DIRECTIONS FOR THIS TASK |
What follows is a set of records; give them all back exactly.

(Source records)
=== Begin Enclosure ===

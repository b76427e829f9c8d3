//! A4 PDF rendering of a parsed exposé.
//!
//! Built-in Helvetica faces, 2cm margins, word-wrapped body text and a
//! page break whenever the cursor reaches the bottom margin. An exposé
//! should fit one page; the break is for the cases where the editor
//! padded it anyway.

use std::io::BufWriter;
use std::path::{Path, PathBuf};

use printpdf::{BuiltinFont, Color, IndirectFontRef, Mm, PdfDocument, PdfDocumentReference, PdfLayerReference, Rgb};

use super::markdown::Block;
use super::ExportError;

const PAGE_WIDTH: Mm = Mm(210.0);
const PAGE_HEIGHT: Mm = Mm(297.0);
const MARGIN: Mm = Mm(20.0);
const TOP_START: Mm = Mm(277.0);
const BOTTOM_LIMIT: Mm = Mm(20.0);

/// Characters per wrapped line at body size within the margins.
const WRAP_BODY: usize = 90;

/// Title green and heading blue, carried over from the tool's house style.
fn title_color() -> Color {
    Color::Rgb(Rgb::new(0.18, 0.49, 0.20, None))
}

fn heading_color() -> Color {
    Color::Rgb(Rgb::new(0.08, 0.40, 0.75, None))
}

fn body_color() -> Color {
    Color::Rgb(Rgb::new(0.0, 0.0, 0.0, None))
}

/// Render parsed exposé blocks to PDF bytes.
pub fn render(blocks: &[Block], doc_title: &str) -> Result<Vec<u8>, ExportError> {
    let (doc, page1, layer1) = PdfDocument::new(doc_title, PAGE_WIDTH, PAGE_HEIGHT, "Layer 1");
    let font = doc
        .add_builtin_font(BuiltinFont::Helvetica)
        .map_err(|e| ExportError::Pdf(format!("font: {e}")))?;
    let bold = doc
        .add_builtin_font(BuiltinFont::HelveticaBold)
        .map_err(|e| ExportError::Pdf(format!("font: {e}")))?;

    let mut cursor = Cursor {
        doc: &doc,
        layer: doc.get_page(page1).get_layer(layer1),
        y: TOP_START,
    };

    for block in blocks {
        match block {
            Block::Blank => cursor.advance(Mm(3.0)),
            Block::Title(text) => {
                cursor.need(Mm(12.0));
                cursor.layer.set_fill_color(title_color());
                let x = centered_x(text, 16.0);
                cursor.layer.use_text(text.as_str(), 16.0, x, cursor.y, &bold);
                cursor.advance(Mm(10.0));
            }
            Block::Heading(text) => {
                cursor.need(Mm(10.0));
                cursor.advance(Mm(2.0));
                cursor.layer.set_fill_color(heading_color());
                cursor
                    .layer
                    .use_text(text.as_str(), 12.0, MARGIN, cursor.y, &bold);
                cursor.advance(Mm(6.0));
            }
            Block::LabelValue { label, value } => {
                cursor.need(Mm(6.0));
                cursor.layer.set_fill_color(body_color());
                let label_text = format!("{label}:");
                cursor
                    .layer
                    .use_text(label_text.as_str(), 10.0, MARGIN, cursor.y, &bold);
                // Bold label first, value continues on the same baseline
                let label_width = text_width_mm(&label_text, 10.0);
                cursor.layer.use_text(
                    value.as_str(),
                    10.0,
                    Mm(MARGIN.0 + label_width + 2.0),
                    cursor.y,
                    &font,
                );
                cursor.advance(Mm(5.5));
            }
            Block::Bullet(text) => {
                cursor.layer.set_fill_color(body_color());
                wrapped_text(
                    &mut cursor,
                    &format!("•  {text}"),
                    10.0,
                    Mm(MARGIN.0 + 4.0),
                    &font,
                );
            }
            Block::Paragraph(text) => {
                cursor.layer.set_fill_color(body_color());
                wrapped_text(&mut cursor, text, 10.0, MARGIN, &font);
            }
        }
    }

    let mut buf = BufWriter::new(Vec::new());
    doc.save(&mut buf)
        .map_err(|e| ExportError::Pdf(format!("save: {e}")))?;
    buf.into_inner()
        .map_err(|e| ExportError::Pdf(format!("buffer: {e}")))
}

/// Saves PDF bytes to the exports directory, returns the written path.
pub fn export_to_file(
    pdf_bytes: &[u8],
    exports_dir: &Path,
    filename: &str,
) -> Result<PathBuf, ExportError> {
    std::fs::create_dir_all(exports_dir)?;
    let path = exports_dir.join(filename);
    std::fs::write(&path, pdf_bytes)?;
    Ok(path)
}

/// Writing cursor over the current page; breaks to a fresh page when the
/// bottom margin is reached.
struct Cursor<'a> {
    doc: &'a PdfDocumentReference,
    layer: PdfLayerReference,
    y: Mm,
}

impl Cursor<'_> {
    fn advance(&mut self, dy: Mm) {
        self.y = Mm(self.y.0 - dy.0);
        if self.y.0 < BOTTOM_LIMIT.0 {
            self.break_page();
        }
    }

    /// Break early if fewer than `space` millimetres remain, so a heading
    /// never ends up orphaned at the very bottom.
    fn need(&mut self, space: Mm) {
        if self.y.0 - space.0 < BOTTOM_LIMIT.0 {
            self.break_page();
        }
    }

    fn break_page(&mut self) {
        let (page, layer) = self.doc.add_page(PAGE_WIDTH, PAGE_HEIGHT, "Layer 1");
        self.layer = self.doc.get_page(page).get_layer(layer);
        self.y = TOP_START;
    }
}

fn wrapped_text(cursor: &mut Cursor<'_>, text: &str, size: f32, x: Mm, font: &IndirectFontRef) {
    for line in wrap_text(text, WRAP_BODY) {
        cursor.layer.use_text(line.as_str(), size, x, cursor.y, font);
        cursor.advance(Mm(4.8));
    }
}

/// Approximate Helvetica line width: average glyph ~0.5em, 1pt = 0.3528mm.
fn text_width_mm(text: &str, size_pt: f32) -> f32 {
    text.chars().count() as f32 * size_pt * 0.5 * 0.3528
}

/// X position that roughly centers the text on the page.
fn centered_x(text: &str, size_pt: f32) -> Mm {
    let width = text_width_mm(text, size_pt);
    let x = (PAGE_WIDTH.0 - width) / 2.0;
    Mm(x.max(MARGIN.0))
}

/// Simple word-wrap helper for PDF text rendering.
fn wrap_text(text: &str, max_chars: usize) -> Vec<String> {
    let mut lines = Vec::new();
    let mut current = String::new();

    for word in text.split_whitespace() {
        if current.chars().count() + word.chars().count() + 1 > max_chars && !current.is_empty() {
            lines.push(current.clone());
            current.clear();
        }
        if !current.is_empty() {
            current.push(' ');
        }
        current.push_str(word);
    }
    if !current.is_empty() {
        lines.push(current);
    }
    if lines.is_empty() {
        lines.push(String::new());
    }
    lines
}
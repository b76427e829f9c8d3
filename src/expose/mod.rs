//! Exposé rendering — the markdown dialect the model produces and its
//! A4 PDF form.

pub mod markdown;
pub mod pdf;

use thiserror::Error;

#[derive(Debug, Error)]
pub enum ExportError {
    #[error("PDF rendering failed: {0}")]
    Pdf(String),

    #[error("Nothing to export — run the analysis first")]
    NoContent,

    #[error("IO error: {0}")]
    Io(#[from] std::io::Error),
}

=== End Enclosure ===

YOUR RESPONSE |
repository b76427e829f9c8d3
//! A4 PDF rendering of a parsed exposé.
//!
//! Built-in Helvetica faces, 2cm margins, word-wrapped body text and a
//! page break whenever the cursor reaches the bottom margin. An exposé
//! should fit one page; the break is for the cases where the editor
//! padded it anyway.

use std::io::BufWriter;
use std::path::{Path, PathBuf};

use printpdf::{BuiltinFont, Color, IndirectFontRef, Mm, PdfDocument, PdfDocumentReference, PdfLayerReference, Rgb};

use super::markdown::Block;
use super::ExportError;

const PAGE_WIDTH: Mm = Mm(210.0);
const PAGE_HEIGHT: Mm = Mm(297.0);
const MARGIN: Mm = Mm(20.0);
const TOP_START: Mm = Mm(277.0);
const BOTTOM_LIMIT: Mm = Mm(20.0);

/// Characters per wrapped line at body size within the margins.
const WRAP_BODY: usize = 90;

/// Title green and heading blue, carried over from the tool's house style.
fn title_color() -> Color {
    Color::Rgb(Rgb::new(0.18, 0.49, 0.20, None))
}

fn heading_color() -> Color {
    Color::Rgb(Rgb::new(0.08, 0.40, 0.75, None))
}

fn body_color() -> Color {
    Color::Rgb(Rgb::new(0.0, 0.0, 0.0, None))
}

/// Render parsed exposé blocks to PDF bytes.
pub fn render(blocks: &[Block], doc_title: &str) -> Result<Vec<u8>, ExportError> {
    let (doc, page1, layer1) = PdfDocument::new(doc_title, PAGE_WIDTH, PAGE_HEIGHT, "Layer 1");
    let font = doc
        .add_builtin_font(BuiltinFont::Helvetica)
        .map_err(|e| ExportError::Pdf(format!("font: {e}")))?;
    let bold = doc
        .add_builtin_font(BuiltinFont::HelveticaBold)
        .map_err(|e| ExportError::Pdf(format!("font: {e}")))?;

    let mut cursor = Cursor {
        doc: &doc,
        layer: doc.get_page(page1).get_layer(layer1),
        y: TOP_START,
    };

    for block in blocks {
        match block {
            Block::Blank => cursor.advance(Mm(3.0)),
            Block::Title(text) => {
                cursor.need(Mm(12.0));
                cursor.layer.set_fill_color(title_color());
                let x = centered_x(text, 16.0);
                cursor.layer.use_text(text.as_str(), 16.0, x, cursor.y, &bold);
                cursor.advance(Mm(10.0));
            }
            Block::Heading(text) => {
                cursor.need(Mm(10.0));
                cursor.advance(Mm(2.0));
                cursor.layer.set_fill_color(heading_color());
                cursor
                    .layer
                    .use_text(text.as_str(), 12.0, MARGIN, cursor.y, &bold);
                cursor.advance(Mm(6.0));
            }
            Block::LabelValue { label, value } => {
                cursor.need(Mm(6.0));
                cursor.layer.set_fill_color(body_color());
                let label_text = format!("{label}:");
                cursor
                    .layer
                    .use_text(label_text.as_str(), 10.0, MARGIN, cursor.y, &bold);
                // Bold label first, value continues on the same baseline
                let label_width = text_width_mm(&label_text, 10.0);
                cursor.layer.use_text(
                    value.as_str(),
                    10.0,
                    Mm(MARGIN.0 + label_width + 2.0),
                    cursor.y,
                    &font,
                );
                cursor.advance(Mm(5.5));
            }
            Block::Bullet(text) => {
                cursor.layer.set_fill_color(body_color());
                wrapped_text(
                    &mut cursor,
                    &format!("•  {text}"),
                    10.0,
                    Mm(MARGIN.0 + 4.0),
                    &font,
                );
            }
            Block::Paragraph(text) => {
                cursor.layer.set_fill_color(body_color());
                wrapped_text(&mut cursor, text, 10.0, MARGIN, &font);
            }
        }
    }

    let mut buf = BufWriter::new(Vec::new());
    doc.save(&mut buf)
        .map_err(|e| ExportError::Pdf(format!("save: {e}")))?;
    buf.into_inner()
        .map_err(|e| ExportError::Pdf(format!("buffer: {e}")))
}

/// Saves PDF bytes to the exports directory, returns the written path.
pub fn export_to_file(
    pdf_bytes: &[u8],
    exports_dir: &Path,
    filename: &str,
) -> Result<PathBuf, ExportError> {
    std::fs::create_dir_all(exports_dir)?;
    let path = exports_dir.join(filename);
    std::fs::write(&path, pdf_bytes)?;
    Ok(path)
}

/// Writing cursor over the current page; breaks to a fresh page when the
/// bottom margin is reached.
struct Cursor<'a> {
    doc: &'a PdfDocumentReference,
    layer: PdfLayerReference,
    y: Mm,
}

impl Cursor<'_> {
    fn advance(&mut self, dy: Mm) {
        self.y = Mm(self.y.0 - dy.0);
        if self.y.0 < BOTTOM_LIMIT.0 {
            self.break_page();
        }
    }

    /// Break early if fewer than `space` millimetres remain, so a heading
    /// never ends up orphaned at the very bottom.
    fn need(&mut self, space: Mm) {
        if self.y.0 - space.0 < BOTTOM_LIMIT.0 {
            self.break_page();
        }
    }

    fn break_page(&mut self) {
        let (page, layer) = self.doc.add_page(PAGE_WIDTH, PAGE_HEIGHT, "Layer 1");
        self.layer = self.doc.get_page(page).get_layer(layer);
        self.y = TOP_START;
    }
}

fn wrapped_text(cursor: &mut Cursor<'_>, text: &str, size: f32, x: Mm, font: &IndirectFontRef) {
    for line in wrap_text(text, WRAP_BODY) {
        cursor.layer.use_text(line.as_str(), size, x, cursor.y, font);
        cursor.advance(Mm(4.8));
    }
}

/// Approximate Helvetica line width: average glyph ~0.5em, 1pt = 0.3528mm.
fn text_width_mm(text: &str, size_pt: f32) -> f32 {
    text.chars().count() as f32 * size_pt * 0.5 * 0.3528
}

/// X position that roughly centers the text on the page.
fn centered_x(text: &str, size_pt: f32) -> Mm {
    let width = text_width_mm(text, size_pt);
    let x = (PAGE_WIDTH.0 - width) / 2.0;
    Mm(x.max(MARGIN.0))
}

/// Simple word-wrap helper for PDF text rendering.
fn wrap_text(text: &str, max_chars: usize) -> Vec<String> {
    let mut lines = Vec::new();
    let mut current = String::new();

    for word in text.split_whitespace() {
        if current.chars().count() + word.chars().count() + 1 > max_chars && !current.is_empty() {
            lines.push(current.clone());
            current.clear();
        }
        if !current.is_empty() {
            current.push(' ');
        }
        current.push_str(word);
    }
    if !current.is_empty() {
        lines.push(current);
    }
    if lines.is_empty() {
        lines.push(String::new());
    }
    lines
}
repository b76427e829f9c8d3
filename src/expose/mod.rs
//! Exposé rendering — the markdown dialect the model produces and its
//! A4 PDF form.

pub mod markdown;
pub mod pdf;

use thiserror::Error;

#[derive(Debug, Error)]
pub enum ExportError {
    #[error("PDF rendering failed: {0}")]
    Pdf(String),

    #[error("Nothing to export — run the analysis first")]
    NoContent,

    #[error("IO error: {0}")]
    Io(#[from] std::io::Error),
}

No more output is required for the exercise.